A bad patient experience not only travels by word-of-mouth and online these days, it also affects rankings on the HCAHPS and the Medicare and Medicaid Services Hospital Value-Based Purchasing program, which pays participating hospitals on quality not quantity of care.
For hospital CFOs, these patients’ decisions can make a difference when it comes to growth and market share. And CFOs can use their hospital’s rankings on the HCAHPS to negotiate things like contracts.
How can you ensure patient satisfaction at your facility?
Enter the Chief Experience Officer, or CXO. It is the CXO’s job to make sure the patient is satisfied with his or her experience, and if he or she is not, implement ways to improve future patient experiences.
“The CXO's relationship with the CFO will be a significant point of focus here, especially as value-based purchasing begins to have a real impact on the bottom line,” notes Healthcare Finance.
This will require a balancing act between the CFO and CXO. The CXO, for example needs a business plan for an overall patient experience initiative that reflects revenue and market share growth. The CFO, meanwhile, will need to think outside of the traditional financial box and consider patient experience ideas that may not have been thought of before.

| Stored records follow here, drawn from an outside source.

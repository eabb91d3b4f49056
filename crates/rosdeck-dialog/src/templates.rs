//! Static field-descriptor templates, keyed by the `type` tag the robot puts
//! on a dialog question.

use rosdeck_types::{FieldDescriptor, FieldOption, FieldType, LookupSource};

/// Resolve a type tag to its template, labelled `label`.
///
/// Tags are matched case-insensitively. Returns `None` for tags with no
/// template; callers fall back to free text.
pub fn template_for(tag: &str, label: &str) -> Option<FieldDescriptor> {
    let mut descriptor = FieldDescriptor::text(label);
    match tag.trim().to_ascii_lowercase().as_str() {
        "text" | "string" | "str" => {}
        "int" | "integer" => {
            descriptor.field_type = FieldType::Int;
            descriptor.step = Some(1.0);
        }
        "float" | "double" | "decimal" | "number" => {
            descriptor.field_type = FieldType::Float;
            descriptor.step = Some(0.01);
        }
        "position" => {
            descriptor.field_type = FieldType::Combobox;
            descriptor.needs_lookup = true;
            descriptor.lookup = Some(LookupSource::Position);
        }
        "marker" => {
            descriptor.field_type = FieldType::Combobox;
            descriptor.needs_lookup = true;
            descriptor.lookup = Some(LookupSource::Marker);
        }
        "bool" | "boolean" | "yes_no" | "yesno" => {
            descriptor.field_type = FieldType::Bool;
            descriptor.options = vec![FieldOption::new("Yes", "true"), FieldOption::new("No", "false")];
        }
        "message" | "info" => {
            descriptor.field_type = FieldType::Message;
            descriptor.read_only = true;
        }
        _ => return None,
    }
    Some(descriptor)
}

/// Whether `tag` names a known template.
pub fn is_known_tag(tag: &str) -> bool {
    template_for(tag, "").is_some()
}
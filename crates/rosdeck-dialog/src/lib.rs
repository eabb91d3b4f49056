//! `rosdeck-dialog` – human-in-the-loop questions from the robot.
//!
//! - [`decode`] – normalizes heterogeneous question payloads.
//! - [`templates`] – field-descriptor template per type tag.
//! - [`correlator`] – pending question store and answer relay.
//! - [`relay`] – subscribes the dialog topics on every connect.

pub mod correlator;
pub mod decode;
pub mod relay;
pub mod templates;

pub use correlator::{DEFAULT_SWEEP_INTERVAL, DEFAULT_TTL, DialogCorrelator, LocalQuestion};
pub use decode::{DecodedQuestion, RawQuestionEvent, decode_question};
pub use relay::install_dialog_relay;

The CXO should work closely with other members of the C-suite because they should also focus on patient experience.Their buy-in is essential to making the plan work at every level of patient care.
Simple Ways a CXO can Improve Patient Experience without Impacting Budget
A CXO, for example, can help ensure a patient who needs a follow up appointment with his or her primary care physician gets one in a timely manner. The CXO and patient experience team can focus efforts on “things like retraining staff about how they interacted with patients, and even keeping the cafeteria open more hours to make sure that the families of patients — especially parents of young children — didn't have to leave the premises to get something nourishing to eat,” noted Healthcare Finance.
By having a solid CXO-CFO relationship, a hospital can benefit both from improved patient experience and outcomes, but can also help ensure the financial health of the organization.